The film is one of the priority projects for the company's forthcoming digital streaming service. The digital platform will start with domestic audience before going overseas. However, its price points have not been determined.

The animated film was originally released on June 22, 1955. The film follows a spoiled cocker spaniel named Lady. Lady is saddened by the fact that her owners treat her rather coldly as they are expecting a baby. While her two friends, Jock and Trusty, try to explain what a baby is, a streetwise mutt named Tramp interrupts the conversation. He says, "When the baby moves in, the dog moves out." They experience a series of events with Trump always being by Lady's side. Eventually, Tramp is adopted by Lady's owners and the two dogs get married.

Brigham Taylor, who produced "The Jungle Book", is on board as the producer. Meanwhile, Andrew Bujalski, known from his work on "Computer Chess", is tapped to pen the script. The movie is set to launch in fall 2019.

In addition to "Lady and the Tramp" reboot, the mouse house will release live-action remakes of "Aladdin", "The Lion King" and "Mulan (2019)". A live-action remake of "Sword in the Stone", which is still in the works, is also rumored to debut on Disney's streaming service.

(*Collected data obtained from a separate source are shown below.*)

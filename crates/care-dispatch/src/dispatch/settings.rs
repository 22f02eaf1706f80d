use std::fmt;
use std::str::FromStr;

use serde::{Deserialize, Serialize};

use crate::requests::domain::UnknownLabel;

/// Strategy label the auto-matcher uses when ranking requests.
#[derive(Debug, Clone, Copy, Default, PartialEq, Eq, Serialize, Deserialize)]
#[serde(rename_all = "kebab-case")]
pub enum PriorityWeighting {
    #[default]
    Standard,
    EmergencyFirst,
    DistanceOptimized,
}

impl PriorityWeighting {
    pub const fn ordered() -> [Self; 3] {
        [Self::Standard, Self::EmergencyFirst, Self::DistanceOptimized]
    }

    pub const fn label(self) -> &'static str {
        match self {
            Self::Standard => "standard",
            Self::EmergencyFirst => "emergency-first",
            Self::DistanceOptimized => "distance-optimized",
        }
    }
}

impl FromStr for PriorityWeighting {
    type Err = UnknownLabel;

    fn from_str(value: &str) -> Result<Self, Self::Err> {
        Self::ordered()
            .into_iter()
            .find(|weighting| weighting.label() == value.trim())
            .ok_or_else(|| UnknownLabel {
                field: "priority weighting",
                value: value.to_string(),
            })
    }
}

impl fmt::Display for PriorityWeighting {
    fn fmt(&self, f: &mut fmt::Formatter<'_>) -> fmt::Result {
        f.write_str(self.label())
    }
}

/// System configuration edited from the settings panel.
#[derive(Debug, Clone, Copy, PartialEq, Eq, Serialize, Deserialize)]
pub struct DispatchSettings {
    pub auto_matching_enabled: bool,
    pub max_response_hours: u32,
    pub max_distance_miles: u32,
    pub priority_weighting: PriorityWeighting,
}

impl Default for DispatchSettings {
    fn default() -> Self {
        Self {
            auto_matching_enabled: true,
            max_response_hours: 4,
            max_distance_miles: 25,
            priority_weighting: PriorityWeighting::Standard,
        }
    }
}

impl DispatchSettings {
    pub fn validate(&self) -> Result<(), SettingsError> {
        if self.max_response_hours == 0 {
            return Err(SettingsError::ZeroResponseWindow);
        }
        if self.max_distance_miles == 0 {
            return Err(SettingsError::ZeroDistance);
        }
        Ok(())
    }
}

#[derive(Debug, Clone, PartialEq, Eq, thiserror::Error)]
pub enum SettingsError {
    #[error("maximum response time must be at least one hour")]
    ZeroResponseWindow,
    #[error("maximum distance must be at least one mile")]
    ZeroDistance,
}

#[cfg(test)]
mod tests {
    use super::*;

    #[test]
    fn defaults_match_settings_panel() {
        let settings = DispatchSettings::default();
        assert!(settings.auto_matching_enabled);
        assert_eq!(settings.max_response_hours, 4);
        assert_eq!(settings.max_distance_miles, 25);
        assert_eq!(settings.priority_weighting, PriorityWeighting::Standard);
        assert!(settings.validate().is_ok());
    }

    #[test]
    fn zero_limits_are_rejected() {
        let settings = DispatchSettings {
            max_response_hours: 0,
            ..DispatchSettings::default()
        };
        assert_eq!(settings.validate(), Err(SettingsError::ZeroResponseWindow));

        let settings = DispatchSettings {
            max_distance_miles: 0,
            ..DispatchSettings::default()
        };
        assert_eq!(settings.validate(), Err(SettingsError::ZeroDistance));
    }

    #[test]
    fn weighting_uses_kebab_case_labels() {
        assert_eq!(
            "emergency-first".parse::<PriorityWeighting>(),
            Ok(PriorityWeighting::EmergencyFirst)
        );
        let json = serde_json::to_string(&PriorityWeighting::DistanceOptimized).expect("json");
        assert_eq!(json, "\"distance-optimized\"");
    }
}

Lucasfilm recently tapped Jon Favreau to pen and executive produce live-action "Star Wars" TV series that will also debut on Disney's streaming video platform. Disney CEO, Bob Iger, commented last month, "When you go to market with movies, Disney movies, Pixar movies, Marvel-branded and branded television shows under those umbrellas... that will give us the ability to probably spend less than if we had gone to market with a direct-to-consumer service without these brands."